Learning goals for this week include: Working with non-Latin characters, renaming columns, handling date-time information, pivot tables, styling, and plotting.

Paid subscribers, including members of my LernerPython+data membership program at https://LernerPython.com, can download a copy of the data from a link at the bottom of this message. Paid subscribers can also download my Jupyter/Marimo notebooks and participate in monthly office hours.

Here are my solutions and explanations for the five questions I posed yesterday:

Load the CSV file into a data frame. Convert the column names (which are originally in Chinese) into English, using the "data fields" list on the data page. Also convert the "statistical period" column into `datetime` values, keeping in mind that the dates in the original data are written as `87年 1月`, where the first number is the Republic of China year (i.e., where year 1 is 1912) and the second number is the month, so "1月" means January and "1月" means February.

Before dealing with anything else, I loaded up Pandas:

import pandas as pd

Loading the data frame wasn't that hard, using the read_csv method:

filename = 'data/bw-134-tw-weather.csv'

df = (
      pd
      .read_csv(filename)
      )

df

This did load the file successfully. But I asked you to go beyond that, changing the column names from Chinese into English, and also turning the stat_period column into a Pandas datetime dtype.

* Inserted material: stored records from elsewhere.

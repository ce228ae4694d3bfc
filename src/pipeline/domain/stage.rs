//! Hiring stage entity and the bulk-rewrite stage plan.

use super::{JobId, OrderIndex, PipelineDomainError, StageId};
use chrono::{DateTime, Utc};
use serde::{Deserialize, Serialize};
use std::collections::HashSet;
use std::fmt;

/// Validated stage display name.
#[derive(Debug, Clone, PartialEq, Eq, Hash, Serialize, Deserialize)]
#[serde(transparent)]
pub struct StageName(String);

impl StageName {
    /// Widest name the persisted column accepts.
    const MAX_LENGTH: usize = 255;

    /// Creates a validated stage name.
    ///
    /// # Errors
    ///
    /// Returns [`PipelineDomainError::EmptyStageName`] when the trimmed
    /// value is empty, or [`PipelineDomainError::StageNameTooLong`] when it
    /// exceeds the persisted column width.
    pub fn new(value: impl Into<String>) -> Result<Self, PipelineDomainError> {
        let raw = value.into();
        let trimmed = raw.trim();
        if trimmed.is_empty() {
            return Err(PipelineDomainError::EmptyStageName);
        }
        let length = trimmed.chars().count();
        if length > Self::MAX_LENGTH {
            return Err(PipelineDomainError::StageNameTooLong(length));
        }
        Ok(Self(trimmed.to_owned()))
    }

    /// Returns the name as `str`.
    #[must_use]
    pub fn as_str(&self) -> &str {
        &self.0
    }
}

impl AsRef<str> for StageName {
    fn as_ref(&self) -> &str {
        self.as_str()
    }
}

impl fmt::Display for StageName {
    fn fmt(&self, f: &mut fmt::Formatter<'_>) -> fmt::Result {
        write!(f, "{}", self.0)
    }
}

/// A named, ordered step in a job's hiring pipeline.
///
/// Stages are authored with their job and rewritten as a whole list; a
/// stage that has been referenced by an application is deactivated on
/// removal rather than deleted, so ledger rows always resolve.
#[derive(Debug, Clone, PartialEq, Eq, Serialize, Deserialize)]
pub struct Stage {
    id: StageId,
    job_id: JobId,
    name: StageName,
    description: Option<String>,
    order_index: OrderIndex,
    is_active: bool,
    created_at: DateTime<Utc>,
    updated_at: DateTime<Utc>,
}

/// Parameter object for reconstructing a persisted stage.
#[derive(Debug, Clone, PartialEq, Eq)]
pub struct PersistedStageData {
    /// Persisted stage identifier.
    pub id: StageId,
    /// Persisted owning job.
    pub job_id: JobId,
    /// Persisted display name.
    pub name: StageName,
    /// Persisted description, if any.
    pub description: Option<String>,
    /// Persisted pipeline position.
    pub order_index: OrderIndex,
    /// Persisted activity flag.
    pub is_active: bool,
    /// Persisted creation timestamp.
    pub created_at: DateTime<Utc>,
    /// Persisted latest update timestamp.
    pub updated_at: DateTime<Utc>,
}

impl Stage {
    /// Reconstructs a stage from persisted storage.
    ///
    /// Stages are only ever materialised from a [`StagePlan`] by the
    /// stage repository, which stamps timestamps itself; there is no
    /// free-standing constructor.
    #[must_use]
    pub fn from_persisted(data: PersistedStageData) -> Self {
        Self {
            id: data.id,
            job_id: data.job_id,
            name: data.name,
            description: data.description,
            order_index: data.order_index,
            is_active: data.is_active,
            created_at: data.created_at,
            updated_at: data.updated_at,
        }
    }

    /// Returns the stage identifier.
    #[must_use]
    pub const fn id(&self) -> StageId {
        self.id
    }

    /// Returns the owning job.
    #[must_use]
    pub const fn job_id(&self) -> JobId {
        self.job_id
    }

    /// Returns the display name.
    #[must_use]
    pub const fn name(&self) -> &StageName {
        &self.name
    }

    /// Returns the description, if any.
    #[must_use]
    pub fn description(&self) -> Option<&str> {
        self.description.as_deref()
    }

    /// Returns the pipeline position.
    #[must_use]
    pub const fn order_index(&self) -> OrderIndex {
        self.order_index
    }

    /// Returns whether the stage accepts new placements.
    #[must_use]
    pub const fn is_active(&self) -> bool {
        self.is_active
    }

    /// Returns the creation timestamp.
    #[must_use]
    pub const fn created_at(&self) -> DateTime<Utc> {
        self.created_at
    }

    /// Returns the latest update timestamp.
    #[must_use]
    pub const fn updated_at(&self) -> DateTime<Utc> {
        self.updated_at
    }
}

/// One entry of a bulk stage rewrite.
///
/// An entry carrying the identifier of an existing stage updates that
/// stage in place; an entry without one creates a new stage.
#[derive(Debug, Clone, PartialEq, Eq)]
pub struct StageDraft {
    /// Existing stage to update, or `None` to create a new stage.
    pub id: Option<StageId>,
    /// Display name.
    pub name: StageName,
    /// Optional description.
    pub description: Option<String>,
    /// Pipeline position.
    pub order_index: OrderIndex,
    /// Whether the stage accepts new placements.
    pub is_active: bool,
}

impl StageDraft {
    /// Creates an active draft for a new stage.
    #[must_use]
    pub const fn new(name: StageName, order_index: OrderIndex) -> Self {
        Self {
            id: None,
            name,
            description: None,
            order_index,
            is_active: true,
        }
    }

    /// Sets the draft description.
    #[must_use]
    pub fn with_description(mut self, description: impl Into<String>) -> Self {
        self.description = Some(description.into());
        self
    }

    /// Targets an existing stage instead of creating a new one.
    #[must_use]
    pub const fn for_existing(mut self, id: StageId) -> Self {
        self.id = Some(id);
        self
    }

    /// Marks the draft inactive.
    #[must_use]
    pub const fn inactive(mut self) -> Self {
        self.is_active = false;
        self
    }
}

/// Validated payload for rewriting a job's whole stage list.
#[derive(Debug, Clone, PartialEq, Eq)]
pub struct StagePlan {
    entries: Vec<StageDraft>,
}

impl StagePlan {
    /// Creates a validated stage plan.
    ///
    /// # Errors
    ///
    /// Returns [`PipelineDomainError::DuplicateOrderIndex`] when two
    /// entries share a position, or
    /// [`PipelineDomainError::DuplicateStageInPlan`] when two entries
    /// target the same existing stage.
    pub fn new(entries: Vec<StageDraft>) -> Result<Self, PipelineDomainError> {
        let mut seen_positions = HashSet::new();
        let mut seen_ids = HashSet::new();
        for entry in &entries {
            if !seen_positions.insert(entry.order_index) {
                return Err(PipelineDomainError::DuplicateOrderIndex(
                    entry.order_index.value(),
                ));
            }
            if let Some(id) = entry.id
                && !seen_ids.insert(id)
            {
                return Err(PipelineDomainError::DuplicateStageInPlan(id));
            }
        }
        Ok(Self { entries })
    }

    /// Returns the plan entries.
    #[must_use]
    pub fn entries(&self) -> &[StageDraft] {
        &self.entries
    }

    /// Returns the identifiers of existing stages the plan keeps.
    #[must_use]
    pub fn retained_stage_ids(&self) -> HashSet<StageId> {
        self.entries.iter().filter_map(|entry| entry.id).collect()
    }
}

/// Returns the pipeline template applied when a job is authored without
/// explicit stages: Triagem, Entrevista, and Contratação.
///
/// # Errors
///
/// Never fails in practice; the template values satisfy every
/// invariant, and the `Result` only reflects the fallible constructors.
pub fn default_stage_plan() -> Result<StagePlan, PipelineDomainError> {
    let entries = vec![
        StageDraft::new(StageName::new("Triagem")?, OrderIndex::new(0)?)
            .with_description("Avaliação inicial dos candidatos"),
        StageDraft::new(StageName::new("Entrevista")?, OrderIndex::new(1)?)
            .with_description("Entrevista com candidatos selecionados"),
        StageDraft::new(StageName::new("Contratação")?, OrderIndex::new(2)?)
            .with_description("Processo final de contratação"),
    ];
    StagePlan::new(entries)
}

Renaming the columns isn't that hard, especially if we know what they should be called and their order. There wasn't a data dictionary for this data set per se, but there was an English-language list of translations for the columns at https://data.gov.tw/en/datasets/145785 . We can create a list of strings from that Web page, and pass the list to the names keyword argument we pass to read_csv:

df = (
      pd
      .read_csv(filename, 
                names=['stat_period',
                       'mean_temp',
                       'mean_humidity',
                       'hours_sunshine',
                       'mm_precipitation',
                       'number_of_rainy_days']
      )
)

However, this doesn't quite do the job: Passing the names keyword argument implies that there aren't any headers, which means that the Chinese names for the columns are treated as the first row of data. In order to convince Pandas to ignore that first row, rather than include it, we need to pass the header keyword argument, indicating that the headers are in row 0. The combination of header=0 and names effectively replaces the names with what we want:

df = (
      pd
      .read_csv(filename, 
                names=['stat_period',
                       'mean_temp',
                       'mean_humidity',
                       'hours_sunshine',
                       'mm_precipitation',
                       'number_of_rainy_days'],
                header=0)
      )
)

This worked just great. But how can we turn the stat_period column into a datetime column? The values look like 87年 1月, which indicates (a) the Republic of China year, used to keep track of years in Taiwan beginning in 1912, and (b) the month of the year.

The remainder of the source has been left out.